Beide politisch-militärischen Linien der FARC-EP stehen in einem Krieg gegeneinander und zögern nicht, gezielte Angriffe gegen die jeweiligen Mitglieder Linien durchzuführen. Zuletzt ist ein Großteil der Kommandierenden aus den beiden Linien der aufständischen Bewegung getötet worden, wobei oftmals nicht ganz klar ist, wer die Verantwortlichen der Anschläge auf venezolanischem Territorium sind.
Mit einem Tod von Márquez würde die aufständische Bewegung die wohl derzeit schillerndste Persönlichkeit verlieren. Er ist einer der Köpfe der alten FARC-EP gewesen und in seinem politischen Diskurs anerkannt. Zudem verfügte Márquez über viele nationale und internationale Kontakte. Sein politischer Stellenwert wird nicht zu ersetzen sein. Unter Márquez gab es eine strategische Allianz zwischen der FARC-EP, Zweites Marquetalia, mit der ELN.
Luciano Marín Arango alias Iván Márquez ist mittlerweile 67 Jahre alt und hat mehr als vier Jahrzehnte in der aufständischen Bewegung verbracht. Er ist ausgebildeter Rechtsanwalt und stammt au der Provinz Caquetá, wo er am 16. Juni 1955 in Florencia geboren wurde. Schon in jungen Jahren begann er seine politische Laufbahn, zuerst in den Kommunistischen Partei. Er engagierte sich in der Kommunalpolitik der Provinzhauptstadt Florencia.
In den frühen 1980er Jahren schloss er sich der 14. Front der FARC-EP an, kurz vor dem Friedensprozess während der Regierung des ehemaligen Präsidenten Belisario Betancur, der schließlich zur Geburt der Patriotischen Union (UP) führte. Auch dort wurde er Mitglied, sogar im kolumbianischen Kongress, ging aber nach den gescheiterten Friedensbemühungen wieder zurück zur Guerilla.
Márquez wurde nach dem Tod von Jacobo Arenas im Jahr 1990 Mitglied des Sekretariats der FARC-EP. Zuletzt war er der Oberkommandierende des sogenannten Karibischen Blocks der FARC-EP im Nordwesten, wozu er abkommandiert wurde. In den letzten Friedensverhandlungen mit der Regierung von Santos war er der Hauptunterhändler in Havanna, Kuba, und sorgte schließlich zum noch gültigen Friedensabkommen.
Im April 2018 reiste Márquez jedoch in die Wiedereingliederungszone von Miravalle, Caquetá, und verließ sie dann zusammen mit Hernán Darío Velásquez, alias „EL Paisa“, die beide dem Friedensprozess den Rücken kehrten.
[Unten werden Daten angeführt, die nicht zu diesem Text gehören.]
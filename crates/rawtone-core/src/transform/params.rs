//! Tone and color parameters driving the preview transform.
//!
//! `ToneParameters` is the single record every adjustment writes to. The
//! session owns it; the pipeline only reads it when rebuilding the color
//! transform and tone curve.

use std::ops::{BitOr, RangeInclusive};

use serde::{Deserialize, Serialize};

use crate::color_management::white_balance::WhiteBalance;

pub const EXPOSURE_RANGE: RangeInclusive<f64> = -3.0..=3.0;
pub const SATURATION_RANGE: RangeInclusive<f64> = 0.0..=3.0;
pub const CONTRAST_RANGE: RangeInclusive<f64> = 0.0..=3.0;
pub const WARMTH_RANGE: RangeInclusive<f64> = -2.0..=2.0;
pub const TINT_RANGE: RangeInclusive<f64> = -2.0..=2.0;
pub const MIXER_RANGE: RangeInclusive<f64> = 0.0..=5.0;
/// Hue is wrapped into `[0, 360)` rather than clamped.
pub const HUE_PERIOD: f64 = 360.0;

fn clamp_to(value: f64, range: &RangeInclusive<f64>) -> f64 {
    value.clamp(*range.start(), *range.end())
}

/// Selects which fields of [`ToneParameters`] an operation touches.
#[derive(Debug, Clone, Copy, PartialEq, Eq, Hash, Serialize, Deserialize)]
pub struct SettingsMask(u32);

impl SettingsMask {
    pub const EXPOSURE: Self = Self(1 << 0);
    pub const SATURATION: Self = Self(1 << 1);
    pub const HUE: Self = Self(1 << 2);
    pub const CONTRAST: Self = Self(1 << 3);
    pub const WARMTH: Self = Self(1 << 4);
    pub const TINT: Self = Self(1 << 5);
    pub const MIXER: Self = Self(1 << 6);
    pub const ALL: Self = Self(0x7f);

    pub const fn contains(self, other: Self) -> bool {
        self.0 & other.0 == other.0
    }
}

impl BitOr for SettingsMask {
    type Output = Self;

    fn bitor(self, rhs: Self) -> Self {
        Self(self.0 | rhs.0)
    }
}

/// Scalar tone/color adjustments for one settings slot.
#[derive(Debug, Clone, Copy, PartialEq, Serialize, Deserialize)]
#[serde(default)]
pub struct ToneParameters {
    /// Exposure in stops. Default: 0.
    pub exposure: f64,
    /// Saturation factor. 1.0 = unchanged.
    pub saturation: f64,
    /// Hue rotation in degrees.
    pub hue: f64,
    /// Contrast applied by the tone curve. 1.0 = unchanged.
    pub contrast: f64,
    /// Blue-amber white balance axis.
    pub warmth: f64,
    /// Green-magenta white balance axis.
    pub tint: f64,
    /// Per-channel gain `[R, G, B]`.
    pub mixer: [f64; 3],
}

impl Default for ToneParameters {
    fn default() -> Self {
        Self {
            exposure: 0.0,
            saturation: 1.0,
            hue: 0.0,
            contrast: 1.0,
            warmth: 0.0,
            tint: 0.0,
            mixer: [1.0, 1.0, 1.0],
        }
    }
}

impl ToneParameters {
    /// Every field forced into its range; hue wraps into `[0, 360)`.
    pub fn clamped(&self) -> Self {
        Self {
            exposure: clamp_to(self.exposure, &EXPOSURE_RANGE),
            saturation: clamp_to(self.saturation, &SATURATION_RANGE),
            hue: self.hue.rem_euclid(HUE_PERIOD),
            contrast: clamp_to(self.contrast, &CONTRAST_RANGE),
            warmth: clamp_to(self.warmth, &WARMTH_RANGE),
            tint: clamp_to(self.tint, &TINT_RANGE),
            mixer: self.mixer.map(|m| clamp_to(m, &MIXER_RANGE)),
        }
    }

    pub fn white_balance(&self) -> WhiteBalance {
        WhiteBalance {
            warmth: self.warmth,
            tint: self.tint,
        }
    }

    /// Per-channel pre-multipliers `[R, G, B, G2]` for the current warmth/tint.
    pub fn premultipliers(&self) -> [f64; 4] {
        self.white_balance().premultipliers()
    }

    /// Restore defaults for the masked fields.
    pub fn reset(&mut self, mask: SettingsMask) {
        let defaults = Self::default();
        self.apply_masked(&defaults, mask);
    }

    /// Copy the masked fields from `src`.
    pub fn apply_masked(&mut self, src: &Self, mask: SettingsMask) {
        if mask.contains(SettingsMask::EXPOSURE) {
            self.exposure = src.exposure;
        }
        if mask.contains(SettingsMask::SATURATION) {
            self.saturation = src.saturation;
        }
        if mask.contains(SettingsMask::HUE) {
            self.hue = src.hue;
        }
        if mask.contains(SettingsMask::CONTRAST) {
            self.contrast = src.contrast;
        }
        if mask.contains(SettingsMask::WARMTH) {
            self.warmth = src.warmth;
        }
        if mask.contains(SettingsMask::TINT) {
            self.tint = src.tint;
        }
        if mask.contains(SettingsMask::MIXER) {
            self.mixer = src.mixer;
        }
    }
}

#[cfg(test)]
mod tests {
    use super::*;

    #[test]
    fn test_clamped_respects_ranges() {
        let wild = ToneParameters {
            exposure: 9.0,
            saturation: -1.0,
            hue: -30.0,
            contrast: 4.0,
            warmth: 5.0,
            tint: -5.0,
            mixer: [7.0, -1.0, 2.5],
        };
        let p = wild.clamped();
        assert_eq!(p.exposure, 3.0);
        assert_eq!(p.saturation, 0.0);
        assert_eq!(p.hue, 330.0);
        assert_eq!(p.contrast, 3.0);
        assert_eq!((p.warmth, p.tint), (2.0, -2.0));
        assert_eq!(p.mixer, [5.0, 0.0, 2.5]);
    }

    #[test]
    fn test_reset_only_touches_masked_fields() {
        let mut p = ToneParameters {
            exposure: 1.5,
            hue: 90.0,
            warmth: 0.3,
            ..Default::default()
        };
        p.reset(SettingsMask::EXPOSURE | SettingsMask::WARMTH);
        assert_eq!(p.exposure, 0.0);
        assert_eq!(p.warmth, 0.0);
        assert_eq!(p.hue, 90.0);
    }

    #[test]
    fn test_reset_all_restores_defaults() {
        let mut p = ToneParameters {
            exposure: -2.0,
            saturation: 2.0,
            hue: 10.0,
            contrast: 0.5,
            warmth: 1.0,
            tint: 1.0,
            mixer: [2.0, 3.0, 4.0],
        };
        p.reset(SettingsMask::ALL);
        assert_eq!(p, ToneParameters::default());
    }

    #[test]
    fn test_neutral_tint_gives_unit_premultipliers() {
        let p = ToneParameters {
            tint: 1.0,
            ..Default::default()
        };
        assert_eq!(p.premultipliers(), [1.0, 1.0, 1.0, 1.0]);
    }

    #[test]
    fn test_params_deserialize_with_missing_fields() {
        let p: ToneParameters = serde_json::from_str(r#"{"exposure": 1.0}"#).unwrap();
        assert_eq!(p.exposure, 1.0);
        assert_eq!(p.mixer, [1.0, 1.0, 1.0]);
    }
}
//! Warmth/tint parameterization of per-channel white balance gains.
//!
//! The pipeline pre-multiplies each sensor channel before the color matrix:
//!
//! ```text
//! premul[R] = (1 + warmth) × (2 − tint)
//! premul[B] = (1 − warmth) × (2 − tint)
//! premul[G] = premul[G2] = 1
//! ```
//!
//! Every white balance estimator produces either a neutral color or a
//! multiplier vector; the two normalizations below invert that mapping.

use serde::{Deserialize, Serialize};

use crate::error::{PipelineError, Result};
use crate::image::{B, G, G2, R};

/// A white balance setting on the warmth/tint axes.
#[derive(Debug, Clone, Copy, PartialEq, Serialize, Deserialize)]
pub struct WhiteBalance {
    pub warmth: f64,
    pub tint: f64,
}

impl WhiteBalance {
    /// Gains that leave a sensor-neutral image unchanged.
    pub const NEUTRAL: Self = Self {
        warmth: 0.0,
        tint: 1.0,
    };

    /// Pre-multipliers `[R, G, B, G2]`.
    pub fn premultipliers(self) -> [f64; 4] {
        let scale = 2.0 - self.tint;
        [
            (1.0 + self.warmth) * scale,
            1.0,
            (1.0 - self.warmth) * scale,
            1.0,
        ]
    }

    /// Settings that render the linear color `(r, g, b)` neutral.
    ///
    /// ```text
    /// warmth = (b − r) / (r + b)
    /// tint   = 2 − g / (r + r × warmth)
    /// ```
    pub fn from_color(r: f64, g: f64, b: f64) -> Result<Self> {
        if !(r + b > 0.0) {
            return Err(PipelineError::DegenerateSample("red and blue are both zero"));
        }
        let warmth = (b - r) / (r + b);
        let denom = r + r * warmth;
        if !(denom > 0.0) {
            return Err(PipelineError::DegenerateSample("red channel is zero"));
        }
        Self::checked(warmth, 2.0 - g / denom)
    }

    /// Settings reproducing the gains `mul[R, G, B, G2]`.
    ///
    /// Gains are normalized by their maximum, then red and blue are taken
    /// relative to green before solving for tint and warmth.
    pub fn from_multipliers(mul: [f64; 4]) -> Result<Self> {
        let max = mul.iter().copied().fold(0.0_f64, f64::max);
        if !(max > 0.0) {
            return Err(PipelineError::DegenerateSample("all multipliers are zero"));
        }
        let mut mul = mul.map(|m| m / max);
        if !(mul[G] > 0.0) {
            return Err(PipelineError::DegenerateSample("green multiplier is zero"));
        }
        mul[R] /= mul[G];
        mul[B] /= mul[G];
        mul[G] = 1.0;
        mul[G2] = 1.0;

        let tint = (mul[B] + mul[R] - 4.0) / -2.0;
        let warmth = mul[R] / (2.0 - tint) - 1.0;
        Self::checked(warmth, tint)
    }

    fn checked(warmth: f64, tint: f64) -> Result<Self> {
        if warmth.is_finite() && tint.is_finite() {
            Ok(Self { warmth, tint })
        } else {
            Err(PipelineError::DegenerateSample("white balance is not finite"))
        }
    }
}
//! Exposure warnings derived from rendered display output.
//!
//! A one-byte mask per pixel flags clipped highlights and crushed shadows.
//! When the overlay is enabled the flagged preview pixels are repainted.

use bytemuck::{cast_slice, cast_slice_mut};

/// Any channel reached full scale.
pub const MASK_OVER: u8 = 0x01;
/// Every channel is below [`UNDER_THRESHOLD`].
pub const MASK_UNDER: u8 = 0x02;
/// Channel values below this count as crushed.
pub const UNDER_THRESHOLD: u8 = 2;

const OVER_COLOR: [u8; 3] = [255, 0, 0];
const UNDER_COLOR: [u8; 3] = [0, 0, 255];

/// Mask bits for one display pixel. OVER takes precedence over UNDER.
#[inline]
pub fn clip_mask(rgb: [u8; 3]) -> u8 {
    let mut mask = 0;
    if rgb.contains(&255) {
        mask |= MASK_OVER;
    }
    if mask & MASK_OVER == 0 && rgb.iter().all(|&v| v < UNDER_THRESHOLD) {
        mask |= MASK_UNDER;
    }
    mask
}

/// Fill `mask` from a packed RGB row.
pub fn render_mask(rgb: &[u8], mask: &mut [u8]) {
    let pixels: &[[u8; 3]] = cast_slice(rgb);
    for (m, &px) in mask.iter_mut().zip(pixels) {
        *m = clip_mask(px);
    }
}

/// Repaint flagged pixels of a packed RGB row: OVER red, UNDER blue.
pub fn apply_overlay(rgb: &mut [u8], mask: &[u8]) {
    let pixels: &mut [[u8; 3]] = cast_slice_mut(rgb);
    for (px, &m) in pixels.iter_mut().zip(mask) {
        if m & MASK_OVER != 0 {
            *px = OVER_COLOR;
        } else if m & MASK_UNDER != 0 {
            *px = UNDER_COLOR;
        }
    }
}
Im August 2019 gaben „Márquez“, „Santrich“ und „El Paisa“ in einem Video bekannt, dass sie zu den Waffen gegriffen hätten, um die FARC-EP neu aufzubauen. Sie waren der Ansicht, dass das Friedensabkommen nicht umgesetzt werden würde. Nun endet jedoch die Geschichte von Iván Márquez und dem Zweiten Marquetalia.